Según Alfredo Guzmán, si bien es preferible invertir en mejorar las estrategias de información, antes que otorgar incentivos, las autoridades sanitarias sí deberían imponer algunas restricciones al personal de salud y funcionarios públicos. “Es una responsabilidad del establecimiento proteger a los pacientes y a su personal. Si alguien quiere trabajar, tiene que estar vacunado. El ejemplo de Francia es que ninguna persona que trabaja en el sector público, puede estar sin vacunar”, dijo a OjoPúblico.

 

Vacunas seguras y eficaces

 

En las últimas semanas, la positividad diaria de Covid-19, así como el promedio de fallecidos, se ha mantenido en niveles bajos en el ámbito nacional. Sin embargo, especialistas consultados por OjoPúblico coinciden en que el nuevo perfil de los hospitalizados por esta enfermedad son personas cada vez más jóvenes y sin vacunar.

Mientras en la primera ola de la pandemia, los más afectados fueron los adultos mayores (de más de 80 años), la edad promedio actual no sobrepasa los 40. “Ahora tenemos pocos pacientes, pero nuestros análisis nos permiten identificar que el promedio actual de edad es de 36 años. El mes pasado fue 38, y el anterior, 40”, explica Sixto Sánchez Calderón, médico epidemiólogo y jefe de Epidemiología del Hospital de Emergencia de Ate Vitarte. El especialista estima que una de las causas de las variaciones en este perfil, es la priorización de la vacunación a mayores de 60 años, durante el primer semestre del año.

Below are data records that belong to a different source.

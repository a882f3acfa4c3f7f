//! Domain-level frontend features and their shared logic. Routes import these
//! modules to keep view code focused while API handling stays in dedicated
//! feature areas.

pub(crate) mod users;
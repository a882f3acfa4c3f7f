#[cfg(target_arch = "wasm32")]
mod app;
#[path = "lib/mod.rs"]
mod app_lib;
#[cfg(target_arch = "wasm32")]
mod components;
mod features;
#[cfg(target_arch = "wasm32")]
mod routes;

#[cfg(target_arch = "wasm32")]
use crate::app::App;
#[cfg(target_arch = "wasm32")]
use leptos::prelude::mount_to_body;
#[cfg(target_arch = "wasm32")]
pub fn main() {
    mount_to_body(App);
}

#[cfg(not(target_arch = "wasm32"))]
pub fn main() {}
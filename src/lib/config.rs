//! Build-time configuration for the API endpoint with an optional runtime
//! override. The runtime config is read from `window.ROSTER_CONFIG` (if
//! present) so static deployments can repoint the client without rebuilding.
//! An empty base URL means same-origin relative requests.

/// Frontend configuration derived from build-time environment variables.
#[derive(Clone, Debug)]
pub struct AppConfig {
    pub api_base_url: String,
}

impl AppConfig {
    /// Loads config from build-time environment variables and applies runtime overrides.
    pub fn load() -> Self {
        let api_base_url = option_env!("ROSTER_API_BASE_URL").unwrap_or("");

        let mut config = Self {
            api_base_url: api_base_url.to_string(),
        };

        if let Some(runtime) = runtime_config() {
            apply_runtime_overrides(&mut config, runtime);
        }

        config
    }
}

#[derive(Default)]
struct RuntimeConfig {
    api_base_url: Option<String>,
}

fn apply_runtime_overrides(config: &mut AppConfig, runtime: RuntimeConfig) {
    if let Some(value) = runtime.api_base_url {
        config.api_base_url = value;
    }
}

#[cfg(target_arch = "wasm32")]
fn runtime_config() -> Option<RuntimeConfig> {
    use js_sys::{Object, Reflect};
    use wasm_bindgen::JsValue;

    let window = web_sys::window()?;
    let config = Reflect::get(&window, &JsValue::from_str("ROSTER_CONFIG")).ok()?;
    if config.is_null() || config.is_undefined() {
        return None;
    }
    let object = Object::from(config);

    Some(RuntimeConfig {
        api_base_url: read_runtime_value(&object, "api_base_url"),
    })
}

#[cfg(not(target_arch = "wasm32"))]
fn runtime_config() -> Option<RuntimeConfig> {
    None
}

#[cfg(target_arch = "wasm32")]
fn read_runtime_value(object: &js_sys::Object, key: &str) -> Option<String> {
    let value = js_sys::Reflect::get(object, &wasm_bindgen::JsValue::from_str(key))
        .ok()?
        .as_string()?;
    normalize_runtime_value(&value)
}

fn normalize_runtime_value(value: &str) -> Option<String> {
    let trimmed = value.trim();
    if trimmed.is_empty() {
        None
    } else {
        Some(trimmed.to_string())
    }
}

#[cfg(test)]
mod tests {
    use super::{AppConfig, RuntimeConfig, apply_runtime_overrides, normalize_runtime_value};

    #[test]
    fn normalize_runtime_value_trims_and_rejects_empty() {
        assert_eq!(normalize_runtime_value(""), None);
        assert_eq!(normalize_runtime_value("   "), None);
        assert_eq!(
            normalize_runtime_value("  http://localhost:8000 "),
            Some("http://localhost:8000".to_string())
        );
    }

    #[test]
    fn apply_runtime_overrides_ignores_empty_values() {
        let mut config = AppConfig {
            api_base_url: "https://api.default".to_string(),
        };
        let runtime = RuntimeConfig {
            api_base_url: normalize_runtime_value("  "),
        };

        apply_runtime_overrides(&mut config, runtime);

        assert_eq!(config.api_base_url, "https://api.default");
    }

    #[test]
    fn apply_runtime_overrides_overwrites_when_present() {
        let mut config = AppConfig {
            api_base_url: "https://api.default".to_string(),
        };
        let runtime = RuntimeConfig {
            api_base_url: normalize_runtime_value("https://api.override"),
        };

        apply_runtime_overrides(&mut config, runtime);

        assert_eq!(config.api_base_url, "https://api.override");
    }
}
//! Wire types for the users API. The backend is loose about the `age` column
//! and may answer with either a JSON string or a number, so decoding accepts
//! both and normalizes to the textual form the form inputs produce.

use serde::{Deserialize, Deserializer, Serialize};

/// A user record as returned by the collection endpoint.
#[derive(Clone, Debug, PartialEq, Serialize, Deserialize)]
pub struct User {
    pub id: i64,
    pub name: String,
    #[serde(deserialize_with = "string_or_number")]
    pub age: String,
}

/// Request body for create and update calls. Both fields are sent as strings,
/// matching what the form inputs hold.
#[derive(Clone, Debug, PartialEq, Serialize, Deserialize)]
pub struct UserPayload {
    pub name: String,
    pub age: String,
}

fn string_or_number<'de, D>(deserializer: D) -> Result<String, D::Error>
where
    D: Deserializer<'de>,
{
    #[derive(Deserialize)]
    #[serde(untagged)]
    enum Value {
        Number(i64),
        Text(String),
    }

    Ok(match Value::deserialize(deserializer)? {
        Value::Number(value) => value.to_string(),
        Value::Text(value) => value,
    })
}

#[cfg(test)]
mod tests {
    use super::{User, UserPayload};

    #[test]
    fn user_array_decodes_in_order() {
        let body = r#"[
            {"id": 1, "name": "Homer", "age": "39"},
            {"id": 2, "name": "Marge", "age": "36"},
            {"id": 3, "name": "Bart", "age": "10"}
        ]"#;

        let users: Vec<User> = serde_json::from_str(body).expect("Failed to decode");
        assert_eq!(users.len(), 3);
        assert_eq!(users[0].name, "Homer");
        assert_eq!(users[1].name, "Marge");
        assert_eq!(users[2].name, "Bart");
        assert_eq!(users[2].age, "10");
    }

    #[test]
    fn user_age_accepts_number_or_string() {
        let from_number: User =
            serde_json::from_str(r#"{"id": 5, "name": "Lisa", "age": 8}"#).expect("Failed to decode");
        assert_eq!(from_number.age, "8");

        let from_string: User =
            serde_json::from_str(r#"{"id": 5, "name": "Lisa", "age": "8"}"#).expect("Failed to decode");
        assert_eq!(from_string.age, "8");
    }

    #[test]
    fn empty_array_decodes_to_empty_vec() {
        let users: Vec<User> = serde_json::from_str("[]").expect("Failed to decode");
        assert!(users.is_empty());
    }

    #[test]
    fn malformed_body_is_a_decode_error() {
        let result: Result<Vec<User>, _> = serde_json::from_str("{\"oops\":");
        assert!(result.is_err());

        let result: Result<Vec<User>, _> = serde_json::from_str(r#"[{"id": "not-a-number"}]"#);
        assert!(result.is_err());
    }

    #[test]
    fn payload_serializes_fields_as_strings() {
        let payload = UserPayload {
            name: "Alice".to_string(),
            age: "30".to_string(),
        };

        let json = serde_json::to_string(&payload).expect("Failed to serialize");
        assert_eq!(json, r#"{"name":"Alice","age":"30"}"#);
    }
}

En este establecimiento, ubicado en Lima y especializado desde 2020 en la atención de pacientes Covid-19, se registraron 74 hospitalizaciones por esta enfermedad en los primeros ocho días de setiembre. Además, de acuerdo a Sánchez Calderón, un análisis realizado con datos de pacientes hospitalizados entre mayo y junio, les ha permitido identificar que las personas no protegidas tuvieron hasta 30 % más probabilidades de fallecer.

 

Vacunas Covid-19
RIESGOS. Especialistas advierten que el perfil predominante de hospitalizados por Covid-19 son adultos menores de 50 años sin vacunar.
Foto: Andina

 

Por su parte, Carlos Lescano Alva, médico intensivista del Hospital Rebagliati y presidente de la Sociedad Peruana de Medicina Intensiva (Sopemi), señala que, en la actualidad, las personas que llegan a ocupar camas UCI son, en su mayoría, adultos jóvenes no vacunados y sin comorbilidades. Estima, además, que, en promedio, el 40 % de estos pacientes son menores de 50 años. 

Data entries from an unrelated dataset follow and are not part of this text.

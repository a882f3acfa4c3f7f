mod health;
mod not_found;
mod users;

pub(crate) use health::HealthPage;
pub(crate) use not_found::NotFoundPage;
pub(crate) use users::UsersPage;

use leptos::prelude::*;
use leptos_router::components::{Route, Routes};
use leptos_router::path;

#[component]
pub fn AppRoutes() -> impl IntoView {
    view! {
        <Routes fallback=|| view! { <NotFoundPage /> }>
            <Route path=path!("/") view=UsersPage />
            <Route path=path!("/health") view=HealthPage />
            <Route path=path!("/*any") view=NotFoundPage />
        </Routes>
    }
}
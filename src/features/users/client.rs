//! Client helpers for the users API endpoints. These functions keep endpoint
//! paths centralized; the backend owns all validation and persistence.

#[cfg(target_arch = "wasm32")]
use crate::{
    app_lib::{AppError, api},
    features::users::types::{User, UserPayload},
};

/// Collection endpoint for the users resource. The backend routes carry a
/// trailing slash, which the path builders preserve.
pub(crate) const USERS_COLLECTION: &str = "/api/users/";

/// Builds the resource endpoint for a single user.
pub(crate) fn user_path(id: i64) -> String {
    format!("{USERS_COLLECTION}{id}/")
}

/// Fetches the full user list from the API.
#[cfg(target_arch = "wasm32")]
pub async fn list_users() -> Result<Vec<User>, AppError> {
    api::get_json(USERS_COLLECTION).await
}

/// Creates a user from the given payload. The response body is ignored.
#[cfg(target_arch = "wasm32")]
pub async fn create_user(payload: &UserPayload) -> Result<(), AppError> {
    api::post_json(USERS_COLLECTION, payload).await
}

/// Replaces the user identified by `id` with the given payload.
#[cfg(target_arch = "wasm32")]
pub async fn update_user(id: i64, payload: &UserPayload) -> Result<(), AppError> {
    api::put_json(&user_path(id), payload).await
}

/// Deletes the user identified by `id`.
#[cfg(target_arch = "wasm32")]
pub async fn delete_user(id: i64) -> Result<(), AppError> {
    api::delete_empty(&user_path(id)).await
}

#[cfg(test)]
mod tests {
    use super::{USERS_COLLECTION, user_path};

    #[test]
    fn collection_path_matches_backend_route() {
        assert_eq!(USERS_COLLECTION, "/api/users/");
    }

    #[test]
    fn user_path_keeps_trailing_slash() {
        assert_eq!(user_path(5), "/api/users/5/");
        assert_eq!(user_path(7), "/api/users/7/");
    }
}
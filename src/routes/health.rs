use crate::app_lib::build_info;
use crate::components::AppShell;
use leptos::prelude::*;

#[component]
pub fn HealthPage() -> impl IntoView {
    let commit = build_info::git_commit_hash();

    view! {
        <AppShell>
            <div class="flex justify-center">
                <div class="w-full max-w-md rounded-md border border-gray-200 bg-white shadow-sm">
                    <div class="border-b border-gray-200 px-6 py-3 font-semibold text-gray-700">
                        "Build Version"
                    </div>
                    <div class="p-6 text-sm text-gray-900">
                        <pre class="text-center">{commit}</pre>
                    </div>
                </div>
            </div>
        </AppShell>
    }
}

Hace un mes, la Sopemi informó que el 90 % de ingresos a UCI eran pacientes que no habían recibido ningún antígeno, y que entre el 7 y 8 % habían recibido una sola dosis. Lescano Alva advierte que estas cifras deben ser reevaluadas, por el avance de la vacunación y por el aumento de casos de la variante Delta, que presenta escape inmunológico. Es decir, mayor resistencia a las vacunas.

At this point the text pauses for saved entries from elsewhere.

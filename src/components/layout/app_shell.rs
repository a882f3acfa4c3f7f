//! Shared layout wrapper with the header and content container. It keeps
//! navigation markup in one place so routes can focus on content.

use leptos::prelude::*;
use leptos_router::components::A;

/// Wraps routes with a header and main content container.
#[component]
pub fn AppShell(children: Children) -> impl IntoView {
    view! {
        <div class="min-h-screen flex flex-col bg-gray-50">
            <header class="border-b border-gray-200 bg-white">
                <div class="max-w-screen-lg flex items-center justify-between mx-auto p-4">
                    <A href="/" {..} class="text-lg font-semibold text-gray-900">
                        "Roster"
                    </A>
                    <nav class="flex items-center gap-6 text-sm text-gray-600">
                        <A href="/" {..} class="hover:text-gray-900">
                            "Users"
                        </A>
                        <A href="/health" {..} class="hover:text-gray-900">
                            "Health"
                        </A>
                    </nav>
                </div>
            </header>
            <main class="flex-1 max-w-screen-lg w-full mx-auto p-4">{children()}</main>
        </div>
    }
}
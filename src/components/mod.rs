//! Shared UI components exported for routes and features.

pub(crate) mod layout;
pub(crate) mod ui;

pub(crate) use layout::AppShell;
pub(crate) use ui::{Alert, AlertKind, Button, Spinner};
//! Coordination service boundary.
//!
//! Workers count delivery attempts per message in a shared, versioned
//! counter so that several worker processes agree on how often a message has
//! been tried. Counters start at zero, are incremented atomically with a
//! compare-and-set loop, and are deleted once the message is resolved.

mod memory;
mod retry;

use std::fmt::Debug;

use async_trait::async_trait;
use sha2::{Digest, Sha256};

use crate::errors::CoordinationError;
use crate::messaging::QueueMessage;

pub use memory::InMemoryCounterStore;
pub use retry::{with_retry, BackoffPolicy, JitterStrategy, RetryingCounterStore};

/// Compare-and-set attempts before [`RetryCounterStore::increment`] gives up.
pub const MAX_CAS_ATTEMPTS: u32 = 64;

/// A counter value together with the version it was read at.
#[derive(Debug, Clone, Copy, PartialEq, Eq, Default)]
pub struct VersionedCount {
    /// Current value; zero for a counter that does not exist yet.
    pub value: u64,
    /// Version for compare-and-set; zero for a counter that does not exist.
    pub version: u64,
}

/// A store of named, versioned counters.
#[cfg_attr(test, mockall::automock)]
#[async_trait]
pub trait RetryCounterStore: Send + Sync + Debug {
    /// Reads a counter. Missing counters read as zero at version zero.
    async fn get(&self, key: &str) -> Result<VersionedCount, CoordinationError>;

    /// Writes `value` if the counter is still at `expected_version`.
    async fn try_set(&self, key: &str, expected_version: u64, value: u64) -> Result<bool, CoordinationError>;

    /// Deletes a counter. Deleting a missing counter succeeds.
    async fn delete(&self, key: &str) -> Result<(), CoordinationError>;

    /// Atomically increments a counter and returns the new value.
    async fn increment(&self, key: &str) -> Result<u64, CoordinationError> {
        for _ in 0..MAX_CAS_ATTEMPTS {
            let current = self.get(key).await?;
            let next = current.value + 1;
            if self.try_set(key, current.version, next).await? {
                return Ok(next);
            }
        }
        Err(CoordinationError::Contention {
            key: key.to_string(),
            attempts: MAX_CAS_ATTEMPTS,
        })
    }
}

/// Builds the counter key of a source message.
///
/// The key is stable across redeliveries of the same record and distinct
/// across groups, topics, partitions and offsets. The record key is hashed
/// so arbitrary keys stay path safe.
pub fn retry_counter_key(group: &str, message: &QueueMessage) -> String {
    let digest = Sha256::digest(message.key.as_bytes());
    let key_hash = hex::encode(&digest[..8]);
    format!(
        "/docflow/counters/{group}/{}/{key_hash}_{}_{}",
        message.topic, message.partition, message.offset
    )
}

#[cfg(test)]
mod tests {
    use super::*;

    fn message(key: &str, partition: u32, offset: u64) -> QueueMessage {
        QueueMessage {
            topic: "p_source".to_string(),
            partition,
            offset,
            key: key.to_string(),
            value: Vec::new(),
        }
    }

    #[test]
    fn test_counter_key_is_stable_and_specific() {
        let a = retry_counter_key("g", &message("doc/1", 0, 7));
        assert_eq!(a, retry_counter_key("g", &message("doc/1", 0, 7)));
        assert!(a.starts_with("/docflow/counters/g/p_source/"));
        assert!(a.ends_with("_0_7"));
        assert!(!a.contains("doc/1"));

        assert_ne!(a, retry_counter_key("g2", &message("doc/1", 0, 7)));
        assert_ne!(a, retry_counter_key("g", &message("doc/2", 0, 7)));
        assert_ne!(a, retry_counter_key("g", &message("doc/1", 1, 7)));
        assert_ne!(a, retry_counter_key("g", &message("doc/1", 0, 8)));
    }

    /// Loses the first `losses` compare-and-set races.
    #[derive(Debug)]
    struct ContendedStore {
        inner: InMemoryCounterStore,
        losses: std::sync::atomic::AtomicU32,
    }

    #[async_trait]
    impl RetryCounterStore for ContendedStore {
        async fn get(&self, key: &str) -> Result<VersionedCount, CoordinationError> {
            self.inner.get(key).await
        }

        async fn try_set(&self, key: &str, expected_version: u64, value: u64) -> Result<bool, CoordinationError> {
            use std::sync::atomic::Ordering;
            if self.losses.load(Ordering::SeqCst) > 0 {
                self.losses.fetch_sub(1, Ordering::SeqCst);
                return Ok(false);
            }
            self.inner.try_set(key, expected_version, value).await
        }

        async fn delete(&self, key: &str) -> Result<(), CoordinationError> {
            self.inner.delete(key).await
        }
    }

    #[tokio::test]
    async fn test_increment_retries_lost_races() {
        let store = ContendedStore {
            inner: InMemoryCounterStore::new(),
            losses: std::sync::atomic::AtomicU32::new(3),
        };
        assert_eq!(store.increment("k").await.unwrap(), 1);
        assert_eq!(store.increment("k").await.unwrap(), 2);
    }

    #[tokio::test]
    async fn test_increment_gives_up_under_constant_contention() {
        let store = ContendedStore {
            inner: InMemoryCounterStore::new(),
            losses: std::sync::atomic::AtomicU32::new(u32::MAX),
        };
        assert_eq!(
            store.increment("k").await,
            Err(CoordinationError::Contention {
                key: "k".to_string(),
                attempts: MAX_CAS_ATTEMPTS
            })
        );
    }
}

Además, a finales de agosto, Juan Carbajal, ingeniero electrónico e integrante del portal de datos Open Covid-19, presentó un análisis en base a información del Portal de Datos Abiertos. Este mostró que el 50 % de los hospitalizados sin vacunar fallecían. Mientras que, en pacientes con una inmunización completa, el porcentaje de muertes estaba por debajo del 5 %.

Los análisis revelan que todas las vacunas han demostrado ser efectivas y seguras para reducir las hospitalizaciones y fallecimientos en Perú. Para el internista Carlos Lescano, sin embargo, no se pueden comparar los efectos de las diferentes marcas en este momento, porque vacunas como Pfizer se han aplicado a pacientes con comorbilidades, mientras que las de Sinopharm, a pacientes jóvenes. Pero, “más allá de las cifras, es evidente que hay una gran diferencia entre los no vacunados y aquellos que han recibido las dos dosis. Si no nos vacunamos cuando nos toca, somos candidatos para ingresar a cuidados intensivos”, advierte el especialista.

 

*El nombre del paciente no fue revelado por secreto profesional.